Temi scabrosi, per l’epoca, tanto che questo film, pur vietato ai minori di 17 anni, ha segnato una svolta anti-moralistica a Hollywood. Il brano che accompagna alcune scene del film (Everybody’s Talkin’ di Harry Nilsson) ebbe uno straordinario successo che oggi definiremmo con il brutto aggettivo “virale”. Seguono, fra gli altri, altri due film memorabili: Il piccolo grande uomo (’70), storia raccontata in flash-back a un giornalista da un Hoffman vecchio 120 anni e adottato dagli Cheyenne, per la regia di Arthur Penn, e il violentissimo Cane di paglia (’71) di Sam Peckinpah. Parentesi italiana con Alfredo Alfredo (’72), diretto da Pietro Germi e ancora il carcerario Papillon (’73) di Franklin Schaffner accanto a Steve McQueen, e poi Lenny (’78) sulla vita del comico Lenny Bruce di Bob Fosse, Tutti gli uomini del presidente (’76) dove è Carl Bernstein accanto al Bob Woodward interpretato da Robert Redford, i giornalisti del Washington Post che scoperchiarono il caso Watergate; e, ancora, per la regia di John Schlesinger, Il maratoneta (’76) nel quale Dustin torna un timido studente (un po’ come ne Il Laureato) che subisce l’orribile tortura dentistica dal nazista Laurence Olivier.

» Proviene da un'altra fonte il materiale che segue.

// Minimum monthly cost of the standard food basket (cesta básica) per region.
// The built-in table is built once per process and never changes afterwards;
// custom tables can be loaded from JSON for other reference months.
use chrono::NaiveDate;
use serde::Deserialize;
use shared::Region;
use std::collections::HashMap;
use std::sync::OnceLock;

use crate::error::EngineError;

const STANDARD_REFERENCE_MONTH: (i32, u32, u32) = (2024, 6, 1);

const STANDARD_COSTS: [(Region, f64); 27] = [
    (Region::Acre, 712.35),
    (Region::Alagoas, 598.40),
    (Region::Amapa, 701.62),
    (Region::Amazonas, 689.17),
    (Region::Bahia, 611.02),
    (Region::Ceara, 659.44),
    (Region::DistritoFederal, 773.81),
    (Region::EspiritoSanto, 751.63),
    (Region::Goias, 727.90),
    (Region::Maranhao, 632.15),
    (Region::MatoGrosso, 744.28),
    (Region::MatoGrossoDoSul, 739.56),
    (Region::MinasGerais, 718.04),
    (Region::Para, 664.87),
    (Region::Paraiba, 602.33),
    (Region::Parana, 758.11),
    (Region::Pernambuco, 619.76),
    (Region::Piaui, 608.92),
    (Region::RioDeJaneiro, 811.27),
    (Region::RioGrandeDoNorte, 615.48),
    (Region::RioGrandeDoSul, 792.06),
    (Region::Rondonia, 698.73),
    (Region::Roraima, 705.19),
    (Region::SantaCatarina, 803.45),
    (Region::SaoPaulo, 847.14),
    (Region::Sergipe, 579.66),
    (Region::Tocantins, 684.30),
];

static STANDARD_TABLE: OnceLock<FoodBasketTable> = OnceLock::new();

#[derive(Debug, Clone, PartialEq)]
pub struct FoodBasketTable {
    reference_month: Option<NaiveDate>,
    costs: HashMap<Region, f64>,
}

// On-disk / embedded JSON shape:
// { "reference_month": "2024-06-01", "costs": { "SP": 847.14, ... } }
#[derive(Debug, Deserialize)]
struct FoodBasketFile {
    #[serde(default)]
    reference_month: Option<NaiveDate>,
    costs: HashMap<Region, f64>,
}

impl FoodBasketTable {
    /// The built-in table, initialised on first use.
    pub fn standard() -> &'static FoodBasketTable {
        STANDARD_TABLE.get_or_init(|| {
            let (y, m, d) = STANDARD_REFERENCE_MONTH;
            FoodBasketTable {
                reference_month: NaiveDate::from_ymd_opt(y, m, d),
                costs: STANDARD_COSTS.iter().copied().collect(),
            }
        })
    }

    /// Loads a custom table. Regions may be omitted (the food-basket rule
    /// is then skipped for them) but every listed cost must be a positive number.
    pub fn from_json(json: &str) -> Result<Self, EngineError> {
        let file: FoodBasketFile = serde_json::from_str(json)?;
        for (region, cost) in &file.costs {
            if !cost.is_finite() || *cost <= 0.0 {
                return Err(EngineError::ReferenceTableError(format!(
                    "basket cost for {} must be positive, got {}",
                    region, cost
                )));
            }
        }
        if file.costs.is_empty() {
            tracing::warn!("Loaded a food-basket table with no regions");
        }
        Ok(Self {
            reference_month: file.reference_month,
            costs: file.costs,
        })
    }

    pub fn cost_for(&self, region: Region) -> Option<f64> {
        self.costs.get(&region).copied()
    }

    pub fn reference_month(&self) -> Option<NaiveDate> {
        self.reference_month
    }

    /// "MM/YYYY" of the reference month, for display next to a cost.
    pub fn reference_label(&self) -> Option<String> {
        self.reference_month().map(|month| month.format("%m/%Y").to_string())
    }

    pub fn len(&self) -> usize {
        self.costs.len()
    }

    pub fn is_empty(&self) -> bool {
        self.costs.is_empty()
    }
}

#[cfg(test)]
mod tests {
    use super::*;

    #[test]
    fn test_standard_table_covers_every_region() {
        let table = FoodBasketTable::standard();
        assert_eq!(table.len(), 27);
        for region in Region::ALL {
            assert!(table.cost_for(region).is_some(), "missing {}", region);
        }
        assert_eq!(table.cost_for(Region::SaoPaulo), Some(847.14));
    }

    #[test]
    fn test_standard_table_is_initialised_once() {
        let a = FoodBasketTable::standard() as *const FoodBasketTable;
        let b = FoodBasketTable::standard() as *const FoodBasketTable;
        assert_eq!(a, b);
        assert_eq!(
            FoodBasketTable::standard().reference_month(),
            NaiveDate::from_ymd_opt(2024, 6, 1)
        );
    }

    #[test]
    fn test_from_json_partial_table() {
        let table = FoodBasketTable::from_json(
            r#"{ "reference_month": "2025-01-01", "costs": { "SP": 900.0, "RJ": 850.5 } }"#,
        )
        .unwrap();
        assert_eq!(table.len(), 2);
        assert_eq!(table.cost_for(Region::RioDeJaneiro), Some(850.5));
        assert_eq!(table.cost_for(Region::Bahia), None);
        assert_eq!(table.reference_month(), NaiveDate::from_ymd_opt(2025, 1, 1));
    }

    #[test]
    fn test_reference_label() {
        assert_eq!(FoodBasketTable::standard().reference_label().as_deref(), Some("06/2024"));
        let undated = FoodBasketTable::from_json(r#"{ "costs": { "SP": 900.0 } }"#).unwrap();
        assert_eq!(undated.reference_label(), None);
    }

    #[test]
    fn test_from_json_rejects_non_positive_cost() {
        let result = FoodBasketTable::from_json(r#"{ "costs": { "SP": 0 } }"#);
        assert!(matches!(result, Err(EngineError::ReferenceTableError(_))));
    }

    #[test]
    fn test_from_json_rejects_unknown_region() {
        let result = FoodBasketTable::from_json(r#"{ "costs": { "XX": 10 } }"#);
        assert!(matches!(result, Err(EngineError::JsonError { .. })));
    }
}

Tutti grandi film più o meno fino agli anni ’90 (Kramer contro Kramer, ’79, di Benton, in cui ‘combatte’ con Meryl Streep, Tootsie, ’82, un ‘en travesti’ di Pollack, il teatrale Morte di un commesso viaggiatore, ’85, da Arthur Miller, di Schlöndorff, Rain Man, ’88, di Levinson, con un Hoffman magistrale autistico accanto a Tom Cruise). Poi un graduale calo di intensità nei suoi ruoli, a volte anche decisamente commerciali. Lui se ne rende conto e lo spiega così: “La verità è che più invecchi, minore è la varietà di parti che ti vengono offerte. Se sei una star e hai trascorso gran parte della tua carriera in grado di scegliere tra i rifiuti, ti accorgi quando le offerte iniziano a diminuire. Sei troppo vecchio per interpretare un ruolo da protagonista, quindi ti viene offerto il ruolo di supporto, ma molte star non vogliono fare quella transizione. Lo vedono come un segno di impotenza simbolica. E che il pubblico non li considererà più una star. Amo recitare e non deciderò cosa faccio in base a ciò che temo possano pensare gli altri. Faccio quello che voglio fare“.